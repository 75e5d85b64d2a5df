use crate::error::Result;
use crate::models::Poster;
use dashmap::DashMap;
use std::io::ErrorKind;
use std::path::PathBuf;
use std::sync::Arc;
use tracing::debug;

/// Keyed image lookup. `Ok(None)` means no image exists for the id.
pub trait PosterStore: Send + Sync {
    fn get_poster(&self, restaurant_id: &str) -> Result<Option<Poster>>;
}

/// Serves `<dir>/<restaurant_id>.png`, caching successful reads.
pub struct FsPosterStore {
    dir: PathBuf,
    cache: DashMap<String, Poster>,
}

impl FsPosterStore {
    pub fn new(dir: impl Into<PathBuf>) -> Self {
        Self {
            dir: dir.into(),
            cache: DashMap::new(),
        }
    }

    pub fn poster_path(&self, restaurant_id: &str) -> PathBuf {
        self.dir.join(format!("{}.png", restaurant_id))
    }

    pub fn cached(&self) -> usize {
        self.cache.len()
    }
}

impl PosterStore for FsPosterStore {
    fn get_poster(&self, restaurant_id: &str) -> Result<Option<Poster>> {
        if let Some(poster) = self.cache.get(restaurant_id) {
            return Ok(Some(poster.clone()));
        }

        // Ids are used as file names; anything that could escape the directory has no poster.
        if restaurant_id.is_empty()
            || restaurant_id.contains(|c: char| c == '/' || c == '\\')
            || restaurant_id.starts_with('.')
        {
            return Ok(None);
        }

        let path = self.poster_path(restaurant_id);
        let data = match std::fs::read(&path) {
            Ok(data) => data,
            Err(e) if e.kind() == ErrorKind::NotFound => {
                debug!("No poster at {}", path.display());
                return Ok(None);
            }
            Err(e) => return Err(e.into()),
        };

        let poster = Poster {
            restaurant_id: restaurant_id.to_string(),
            content_type: "image/png".to_string(),
            data: Arc::new(data),
        };
        self.cache.insert(restaurant_id.to_string(), poster.clone());
        Ok(Some(poster))
    }
}

#[cfg(test)]
mod tests {
    use super::*;

    #[test]
    fn test_reads_and_caches_posters() {
        let dir = tempfile::tempdir().unwrap();
        std::fs::write(dir.path().join("R1.png"), b"\x89PNG").unwrap();

        let store = FsPosterStore::new(dir.path());
        let poster = store.get_poster("R1").unwrap().unwrap();
        assert_eq!(poster.data.as_slice(), b"\x89PNG");
        assert_eq!(poster.content_type, "image/png");
        assert_eq!(store.cached(), 1);

        std::fs::remove_file(dir.path().join("R1.png")).unwrap();
        assert!(store.get_poster("R1").unwrap().is_some());
    }

    #[test]
    fn test_missing_poster_is_none() {
        let dir = tempfile::tempdir().unwrap();
        let store = FsPosterStore::new(dir.path());
        assert!(store.get_poster("R404").unwrap().is_none());
        assert!(store.get_poster("../secret").unwrap().is_none());
    }
}
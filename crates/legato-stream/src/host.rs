//! Minimal in-process stream manager.
//!
//! Enough of an engine to host a [`DeferredIoHook`](crate::DeferredIoHook):
//! resolver registration, a device table, a global-callback registry driven
//! by [`LocalStreamManager::run_cycle`], and the current language.

use dashmap::DashMap;
use legato_core::{
    CallbackId, CallbackLocation, DeviceId, DeviceSettings, Error, FileDescriptor,
    FileLocationResolver, FileReference, FileSystemFlags, GlobalCallback, GlobalCallbacks,
    IoHookDeferred, OpenMode, Result, StreamManager,
};
use parking_lot::{Mutex, RwLock};
use smallvec::SmallVec;
use std::sync::atomic::{AtomicU32, AtomicU64, Ordering};
use std::sync::Arc;

/// Devices a manager accepts unless told otherwise.
pub const DEFAULT_MAX_DEVICES: usize = 32;

pub struct LocalStreamManager {
    resolver: RwLock<Option<Arc<dyn FileLocationResolver>>>,
    devices: DashMap<DeviceId, Arc<dyn IoHookDeferred>>,
    max_devices: usize,
    next_device: AtomicU32,
    callbacks: Mutex<Vec<(CallbackId, CallbackLocation, GlobalCallback)>>,
    next_callback: AtomicU64,
    language: RwLock<String>,
}

impl Default for LocalStreamManager {
    fn default() -> Self {
        Self::with_max_devices(DEFAULT_MAX_DEVICES)
    }
}

impl LocalStreamManager {
    pub fn new() -> Self {
        Self::default()
    }

    pub fn with_max_devices(max_devices: usize) -> Self {
        Self {
            resolver: RwLock::new(None),
            devices: DashMap::new(),
            max_devices,
            next_device: AtomicU32::new(0),
            callbacks: Mutex::new(Vec::new()),
            next_callback: AtomicU64::new(1),
            language: RwLock::new(String::new()),
        }
    }

    pub fn set_language(&self, language: impl Into<String>) {
        *self.language.write() = language.into();
    }

    pub fn device(&self, id: DeviceId) -> Option<Arc<dyn IoHookDeferred>> {
        self.devices.get(&id).map(|d| Arc::clone(d.value()))
    }

    pub fn device_count(&self) -> usize {
        self.devices.len()
    }

    pub fn callback_count(&self) -> usize {
        self.callbacks.lock().len()
    }

    /// Open through the registered resolver.
    pub fn open(
        &self,
        reference: &FileReference,
        mode: OpenMode,
        flags: Option<&FileSystemFlags>,
    ) -> Result<FileDescriptor> {
        let resolver = self
            .file_location_resolver()
            .ok_or_else(|| Error::InvalidParameter("no file location resolver registered".into()))?;
        resolver.open(reference, mode, flags)
    }

    /// Run one audio cycle: begin-render callbacks, then end-render ones.
    ///
    /// Callbacks run outside the registry lock and may register or
    /// unregister callbacks themselves. Returns how many ran.
    pub fn run_cycle(&self) -> usize {
        let mut ran = 0;
        for location in [CallbackLocation::BeginRender, CallbackLocation::EndRender] {
            let batch: SmallVec<[GlobalCallback; 4]> = self
                .callbacks
                .lock()
                .iter()
                .filter(|(_, at, _)| *at == location)
                .map(|(_, _, callback)| Arc::clone(callback))
                .collect();
            for callback in batch {
                callback();
                ran += 1;
            }
        }
        ran
    }
}

impl StreamManager for LocalStreamManager {
    fn file_location_resolver(&self) -> Option<Arc<dyn FileLocationResolver>> {
        self.resolver.read().clone()
    }

    fn set_file_location_resolver(&self, resolver: Option<Arc<dyn FileLocationResolver>>) {
        *self.resolver.write() = resolver;
    }

    fn create_device(&self, settings: &DeviceSettings, hook: Arc<dyn IoHookDeferred>) -> DeviceId {
        if self.devices.len() >= self.max_devices {
            tracing::warn!("Device limit of {} reached", self.max_devices);
            return DeviceId::INVALID;
        }
        let id = DeviceId(self.next_device.fetch_add(1, Ordering::Relaxed));
        self.devices.insert(id, hook);
        tracing::debug!(
            "Device {:?} created ({:?}, {} byte granularity)",
            id,
            settings.scheduler,
            settings.granularity
        );
        id
    }

    fn destroy_device(&self, device: DeviceId) {
        // Drop outside the map's shard lock.
        let removed = self.devices.remove(&device);
        drop(removed);
    }

    fn current_language(&self) -> String {
        self.language.read().clone()
    }
}

impl GlobalCallbacks for LocalStreamManager {
    fn register_global_callback(
        &self,
        location: CallbackLocation,
        callback: GlobalCallback,
    ) -> Result<CallbackId> {
        let id = CallbackId(self.next_callback.fetch_add(1, Ordering::Relaxed));
        self.callbacks.lock().push((id, location, callback));
        Ok(id)
    }

    fn unregister_global_callback(&self, id: CallbackId) {
        let removed = {
            let mut callbacks = self.callbacks.lock();
            let index = callbacks
                .iter()
                .position(|(registered, _, _)| *registered == id);
            index.map(|index| callbacks.remove(index))
        };
        drop(removed);
    }
}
+--
What to do: Above this task is a listing. Restate, word for word and with nothing added, the lines from the one with "pub fn cached(&self)" through the one with "let path = self.poster_path(restaurant_id);".

Response to this task:
    pub fn cached(&self) -> usize {
        self.cache.len()
    }
}

impl PosterStore for FsPosterStore {
    fn get_poster(&self, restaurant_id: &str) -> Result<Option<Poster>> {
        if let Some(poster) = self.cache.get(restaurant_id) {
            return Ok(Some(poster.clone()));
        }

        // Ids are used as file names; anything that could escape the directory has no poster.
        if restaurant_id.is_empty()
            || restaurant_id.contains(|c: char| c == '/' || c == '\\')
            || restaurant_id.starts_with('.')
        {
            return Ok(None);
        }

        let path = self.poster_path(restaurant_id);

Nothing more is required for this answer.